Но проходили дни и недели, и оживленные разговоры начинали стихать. Потому что обо всем, о чем можно было, они переговорили и уже успели надоесть друг другу. И устать друг от друга. Лагерь, даже самый нережимный, даже там, где кормят по три раза в день и дают деньги на карманные расходы, все равно остается лагерем. Не домом.

Но большинству беженцев выбирать не приходилось, там, сзади, у них ничего не было, их дома горели или были взорваны федералами, их родственники погибли или пропали без вести. Прошлого у них не было, было только будущее. У них была абсолютная, хуже которой быть не может, точка отсчета. Максимум что они могли сделать, это сменить этот лагерь на другой — на лагерь беженцев в Ингушетии, где придется жить в продуваемых насквозь брезентовых палатках, выклянчивая лишнюю буханку хлеба, дрова и гуманитарную помощь. Так что уж лучше здесь, чем там…

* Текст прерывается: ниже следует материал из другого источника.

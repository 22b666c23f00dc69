//! MEDLINE citation parsing for E-utilities responses.
//!
//! `esearch` replies are small and regular, so they deserialize straight into
//! serde structs. `efetch` replies carry inline markup inside titles and
//! abstracts (`<i>`, `<sup>`, ...), which a derive-based model cannot hold, so
//! they are read into a lightweight element tree and navigated with Option
//! chains. Every element below `PMID` is optional: a missing element maps to
//! a sentinel or an empty value, never to an error.

use quick_xml::events::{BytesStart, Event};
use quick_xml::Reader;
use serde::Deserialize;

use crate::models::{ArticleRecord, ArticleRecordBuilder, Pmid};
use crate::sources::SourceError;

/// Parse an `esearch` response into its ordered identifier list
pub fn parse_search_ids(xml: &str) -> Result<Vec<String>, SourceError> {
    #[derive(Debug, Deserialize)]
    #[allow(non_snake_case)]
    struct ESearchResult {
        IdList: Option<IdList>,
        #[serde(rename = "ERROR")]
        error: Option<String>,
    }

    #[derive(Debug, Deserialize)]
    struct IdList {
        #[serde(rename = "Id", default)]
        ids: Vec<String>,
    }

    let result: ESearchResult = quick_xml::de::from_str(xml)
        .map_err(|e| SourceError::Parse(format!("Failed to parse PubMed search XML: {}", e)))?;

    if let Some(error) = result.error {
        return Err(SourceError::Api(format!("PubMed search error: {}", error)));
    }

    Ok(result
        .IdList
        .map(|list| {
            list.ids
                .into_iter()
                .map(|id| id.trim().to_string())
                .filter(|id| !id.is_empty())
                .collect()
        })
        .unwrap_or_default())
}

/// Parse an `efetch` response and extract its first article.
///
/// Returns `Ok(None)` when the payload is well-formed but holds no usable
/// citation (no `PubmedArticle`, or one without a PMID).
pub fn parse_article(xml: &str) -> Result<Option<ArticleRecord>, SourceError> {
    let document = XmlElement::parse(xml)?;
    Ok(first_article(&document).and_then(extract_article))
}

fn first_article(document: &XmlElement) -> Option<&XmlElement> {
    document
        .child("PubmedArticleSet")
        .and_then(|set| set.child("PubmedArticle"))
        .or_else(|| document.child("PubmedArticle"))
}

/// Build an [`ArticleRecord`] from one `PubmedArticle` element
pub(crate) fn extract_article(article: &XmlElement) -> Option<ArticleRecord> {
    let citation = article.child("MedlineCitation")?;
    let pmid = citation
        .child("PMID")
        .and_then(XmlElement::text_value)
        .and_then(|id| Pmid::parse(&id).ok())?;

    let details = citation.child("Article");
    let journal = details.and_then(|a| a.child("Journal"));
    let (doi, pmcid) = article_ids(article);

    let record = ArticleRecordBuilder::new(pmid)
        .title(
            details
                .and_then(|a| a.child("ArticleTitle"))
                .and_then(XmlElement::text_value),
        )
        .authors(details.map(authors).unwrap_or_default())
        .journal(
            journal
                .and_then(|j| j.child("Title"))
                .and_then(XmlElement::text_value),
        )
        .publication_date(journal.and_then(publication_date))
        .abstract_text(details.map(abstract_text).unwrap_or_default())
        .doi(doi.unwrap_or_default())
        .pmcid(pmcid.unwrap_or_default())
        .keywords(keywords(citation))
        .mesh_terms(mesh_terms(citation))
        .build();

    Some(record)
}

/// "LastName, ForeName" for every author that has a last name
fn authors(details: &XmlElement) -> Vec<String> {
    details
        .child("AuthorList")
        .map(|list| {
            list.children_named("Author")
                .filter_map(|author| {
                    let last = author.child("LastName").and_then(XmlElement::text_value)?;
                    let fore = author
                        .child("ForeName")
                        .and_then(XmlElement::text_value)
                        .unwrap_or_default();
                    Some(format!("{}, {}", last, fore).trim().to_string())
                })
                .collect()
        })
        .unwrap_or_default()
}

/// Year, month and day joined by '-', skipping absent parts
fn publication_date(journal: &XmlElement) -> Option<String> {
    let pub_date = journal.child("JournalIssue")?.child("PubDate")?;
    let parts: Vec<String> = ["Year", "Month", "Day"]
        .iter()
        .filter_map(|part| pub_date.child(part).and_then(XmlElement::text_value))
        .collect();

    if parts.is_empty() {
        None
    } else {
        Some(parts.join("-"))
    }
}

fn abstract_text(details: &XmlElement) -> String {
    details
        .child("Abstract")
        .map(|a| {
            a.children_named("AbstractText")
                .filter_map(XmlElement::text_value)
                .collect::<Vec<_>>()
                .join(" ")
        })
        .unwrap_or_default()
}

/// First DOI and first PMC ID, in a single pass over `ArticleIdList`
fn article_ids(article: &XmlElement) -> (Option<String>, Option<String>) {
    let mut doi = None;
    let mut pmcid = None;

    let ids = article
        .child("PubmedData")
        .and_then(|data| data.child("ArticleIdList"));

    for id in ids.into_iter().flat_map(|list| list.children_named("ArticleId")) {
        let slot = match id.attribute("IdType") {
            Some("doi") => &mut doi,
            Some("pmc") => &mut pmcid,
            _ => continue,
        };
        if slot.is_none() {
            *slot = id.text_value();
        }
    }

    (doi, pmcid)
}

fn keywords(citation: &XmlElement) -> Vec<String> {
    citation
        .children_named("KeywordList")
        .flat_map(|list| list.children_named("Keyword"))
        .filter_map(XmlElement::text_value)
        .collect()
}

fn mesh_terms(citation: &XmlElement) -> Vec<String> {
    citation
        .child("MeshHeadingList")
        .map(|list| {
            list.children_named("MeshHeading")
                .filter_map(|heading| heading.child("DescriptorName"))
                .filter_map(XmlElement::text_value)
                .collect()
        })
        .unwrap_or_default()
}

/// A node in a parsed XML document
#[derive(Debug, Clone, PartialEq)]
pub(crate) enum XmlNode {
    Element(XmlElement),
    Text(String),
}

/// An XML element with its attributes and ordered content
#[derive(Debug, Clone, PartialEq, Default)]
pub(crate) struct XmlElement {
    name: String,
    attributes: Vec<(String, String)>,
    content: Vec<XmlNode>,
}

impl XmlElement {
    fn new(name: impl Into<String>) -> Self {
        Self {
            name: name.into(),
            ..Default::default()
        }
    }

    fn from_start(start: &BytesStart<'_>) -> Result<Self, SourceError> {
        let mut element = Self::new(String::from_utf8_lossy(start.name().as_ref()));
        for attribute in start.attributes() {
            let attribute = attribute.map_err(|e| SourceError::Parse(format!("XML: {}", e)))?;
            let key = String::from_utf8_lossy(attribute.key.as_ref()).into_owned();
            let value = attribute.unescape_value()?.into_owned();
            element.attributes.push((key, value));
        }
        Ok(element)
    }

    /// Parse a document into a synthetic root whose children are the
    /// top-level elements
    pub(crate) fn parse(xml: &str) -> Result<Self, SourceError> {
        let mut reader = Reader::from_str(xml);
        let mut stack = vec![Self::new("#document")];

        loop {
            match reader.read_event()? {
                Event::Start(start) => stack.push(Self::from_start(&start)?),
                Event::Empty(start) => {
                    let element = Self::from_start(&start)?;
                    stack_top(&mut stack)?.content.push(XmlNode::Element(element));
                }
                Event::End(_) => {
                    let element = stack
                        .pop()
                        .ok_or_else(|| SourceError::Parse("XML: unbalanced end tag".into()))?;
                    stack_top(&mut stack)?.content.push(XmlNode::Element(element));
                }
                Event::Text(text) => {
                    let text = text.unescape()?.into_owned();
                    stack_top(&mut stack)?.content.push(XmlNode::Text(text));
                }
                Event::CData(data) => {
                    let text = String::from_utf8_lossy(&data.into_inner()).into_owned();
                    stack_top(&mut stack)?.content.push(XmlNode::Text(text));
                }
                Event::Eof => break,
                _ => {}
            }
        }

        match (stack.pop(), stack.is_empty()) {
            (Some(root), true) => Ok(root),
            _ => Err(SourceError::Parse("XML: unexpected end of document".into())),
        }
    }

    /// Attribute value by name
    pub(crate) fn attribute(&self, name: &str) -> Option<&str> {
        self.attributes
            .iter()
            .find(|(key, _)| key == name)
            .map(|(_, value)| value.as_str())
    }

    /// Child elements, in document order
    pub(crate) fn children(&self) -> impl Iterator<Item = &XmlElement> {
        self.content.iter().filter_map(|node| match node {
            XmlNode::Element(element) => Some(element),
            XmlNode::Text(_) => None,
        })
    }

    /// Child elements with the given name
    pub(crate) fn children_named<'a>(
        &'a self,
        name: &'a str,
    ) -> impl Iterator<Item = &'a XmlElement> + 'a {
        self.children().filter(move |child| child.name == name)
    }

    /// First child element with the given name
    pub(crate) fn child(&self, name: &str) -> Option<&XmlElement> {
        self.children().find(|child| child.name == name)
    }

    /// All descendant text, concatenated in document order
    pub(crate) fn text(&self) -> String {
        let mut out = String::new();
        self.collect_text(&mut out);
        out
    }

    fn collect_text(&self, out: &mut String) {
        for node in &self.content {
            match node {
                XmlNode::Text(text) => out.push_str(text),
                XmlNode::Element(element) => element.collect_text(out),
            }
        }
    }

    /// Trimmed text, or None when blank
    pub(crate) fn text_value(&self) -> Option<String> {
        let text = self.text();
        let trimmed = text.trim();
        if trimmed.is_empty() {
            None
        } else {
            Some(trimmed.to_string())
        }
    }
}

fn stack_top(stack: &mut [XmlElement]) -> Result<&mut XmlElement, SourceError> {
    stack
        .last_mut()
        .ok_or_else(|| SourceError::Parse("XML: unbalanced end tag".into()))
}
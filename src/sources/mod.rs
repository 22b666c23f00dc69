//! Literature sources behind the `pubmed_articles` tool.
//!
//! A [`LiteratureSource`] performs the upstream calls for each operation and
//! always completes: network, HTTP and payload failures are absorbed here and
//! surface to callers only as empty lists or absent records. Internally every
//! upstream call produces a [`FetchOutcome`], which keeps "nothing found" and
//! "upstream failed" apart for logging even though callers see them the same.

mod medline;
pub mod mock;
mod pubmed;

pub use medline::{parse_article, parse_search_ids};
pub use mock::MockSource;
pub use pubmed::PubMedSource;

use async_trait::async_trait;

use crate::models::{ArticleRecord, PdfResolution, Pmid, SearchQuery};

/// The gateway contract used by the request dispatcher.
///
/// Implementations fetch articles one identifier at a time, in the order the
/// search returned them.
#[async_trait]
pub trait LiteratureSource: Send + Sync + std::fmt::Debug {
    /// Unique identifier for this source
    fn id(&self) -> &str;

    /// Human-readable name of this source
    fn name(&self) -> &str;

    /// Search and fetch up to `query.num_results` articles
    async fn search(&self, query: &SearchQuery) -> Vec<ArticleRecord>;

    /// Fetch one article, or None when it cannot be retrieved or parsed
    async fn get_article_metadata(&self, pmid: &Pmid) -> Option<ArticleRecord>;

    /// Resolve a PubMed Central PDF link for an article.
    ///
    /// The link is derived from the PMC ID and never checked.
    async fn get_article_pdf(&self, pmid: &Pmid) -> PdfResolution {
        match self.get_article_metadata(pmid).await {
            Some(article) if article.has_pmcid() => PdfResolution::from_pmcid(&article.pmcid),
            _ => PdfResolution::unavailable(),
        }
    }
}

/// Result of a single upstream call
#[derive(Debug)]
pub enum FetchOutcome<T> {
    /// The call succeeded and produced a value
    Found(T),
    /// The call succeeded but there was nothing to return
    Empty,
    /// The call failed
    Failed(SourceError),
}

impl<T> FetchOutcome<T> {
    /// Collapse into an Option, logging what was lost
    pub fn into_option(self, operation: &str, subject: &str) -> Option<T> {
        match self {
            FetchOutcome::Found(value) => Some(value),
            FetchOutcome::Empty => {
                tracing::debug!(operation, subject, "PubMed returned no results");
                None
            }
            FetchOutcome::Failed(error) => {
                tracing::warn!(operation, subject, %error, "PubMed request degraded to empty result");
                None
            }
        }
    }

    /// Whether the call produced a value
    pub fn is_found(&self) -> bool {
        matches!(self, FetchOutcome::Found(_))
    }
}

impl<T> From<Result<Option<T>, SourceError>> for FetchOutcome<T> {
    fn from(result: Result<Option<T>, SourceError>) -> Self {
        match result {
            Ok(Some(value)) => FetchOutcome::Found(value),
            Ok(None) => FetchOutcome::Empty,
            Err(error) => FetchOutcome::Failed(error),
        }
    }
}

/// Errors that can occur when talking to an upstream source
#[derive(Debug, thiserror::Error)]
pub enum SourceError {
    /// Network or HTTP transport error
    #[error("Network error: {0}")]
    Network(String),

    /// The request exceeded its timeout
    #[error("Request timed out: {0}")]
    Timeout(String),

    /// Parsing error (XML)
    #[error("Parse error: {0}")]
    Parse(String),

    /// API error from the source (non-success status or error payload)
    #[error("API error: {0}")]
    Api(String),

    /// Invalid source configuration
    #[error("Invalid configuration: {0}")]
    Config(String),
}

impl From<reqwest::Error> for SourceError {
    fn from(err: reqwest::Error) -> Self {
        if err.is_timeout() {
            SourceError::Timeout(err.to_string())
        } else {
            SourceError::Network(err.to_string())
        }
    }
}

impl From<quick_xml::Error> for SourceError {
    fn from(err: quick_xml::Error) -> Self {
        SourceError::Parse(format!("XML: {}", err))
    }
}

impl From<quick_xml::DeError> for SourceError {
    fn from(err: quick_xml::DeError) -> Self {
        SourceError::Parse(format!("XML: {}", err))
    }
}

impl From<url::ParseError> for SourceError {
    fn from(err: url::ParseError) -> Self {
        SourceError::Config(format!("URL: {}", err))
    }
}

#[cfg(test)]
mod tests {
    use super::*;

    #[test]
    fn test_fetch_outcome_from_result() {
        let found = FetchOutcome::from(Ok::<_, SourceError>(Some(3u32)));
        assert!(found.is_found());
        assert_eq!(found.into_option("test", "x"), Some(3));

        let empty = FetchOutcome::from(Ok::<Option<u32>, SourceError>(None));
        assert!(!empty.is_found());
        assert_eq!(empty.into_option("test", "x"), None);

        let failed: FetchOutcome<u32> =
            FetchOutcome::from(Err(SourceError::Network("reset".into())));
        assert!(matches!(failed, FetchOutcome::Failed(SourceError::Network(_))));
        assert_eq!(failed.into_option("test", "x"), None);
    }

    #[tokio::test]
    async fn test_default_pdf_resolution_uses_pmcid() {
        use crate::models::ArticleRecordBuilder;

        let with_pmc = ArticleRecordBuilder::new(Pmid::from(1))
            .pmcid("PMC1234567")
            .build();
        let without_pmc = ArticleRecordBuilder::new(Pmid::from(2)).build();
        let source = MockSource::new().with_articles(vec![with_pmc, without_pmc]);

        let resolved = source.get_article_pdf(&Pmid::from(1)).await;
        assert_eq!(
            resolved.pdf_url.as_deref(),
            Some("https://www.ncbi.nlm.nih.gov/pmc/articles/PMC1234567/pdf/")
        );

        let missing = source.get_article_pdf(&Pmid::from(2)).await;
        assert_eq!(missing, PdfResolution::unavailable());

        let unknown = source.get_article_pdf(&Pmid::from(3)).await;
        assert_eq!(unknown, PdfResolution::unavailable());
    }
}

У Умара ситуация была иной. Он прибыл в Польшу не из воюющей, полуразрушенной Чечни, а фактически из мирной Москвы. Стесненная квадратными метрами родительской «хрущобы», жена подалась с ним, рассчитывая скоро оказаться в благополучной, которую только по телевизору видела, Европе. Но скоро не получалось. И Татьяна начала ворчать.

— Зря мы уехали… — все чаше и чаще вздыхала она. — Чего дома не жилось?

Отсюда, из-за четырех по периметру лагеря стен, жизнь в Москве уже не казалась трудной. Там были родители, подруги, работа, престижная, в которую они с большим трудом пристроили своего сына, школа. Была — Москва… Здесь — деревенская польская глушь, чечевичный суп и перспектива зависнуть в лагерях на годы.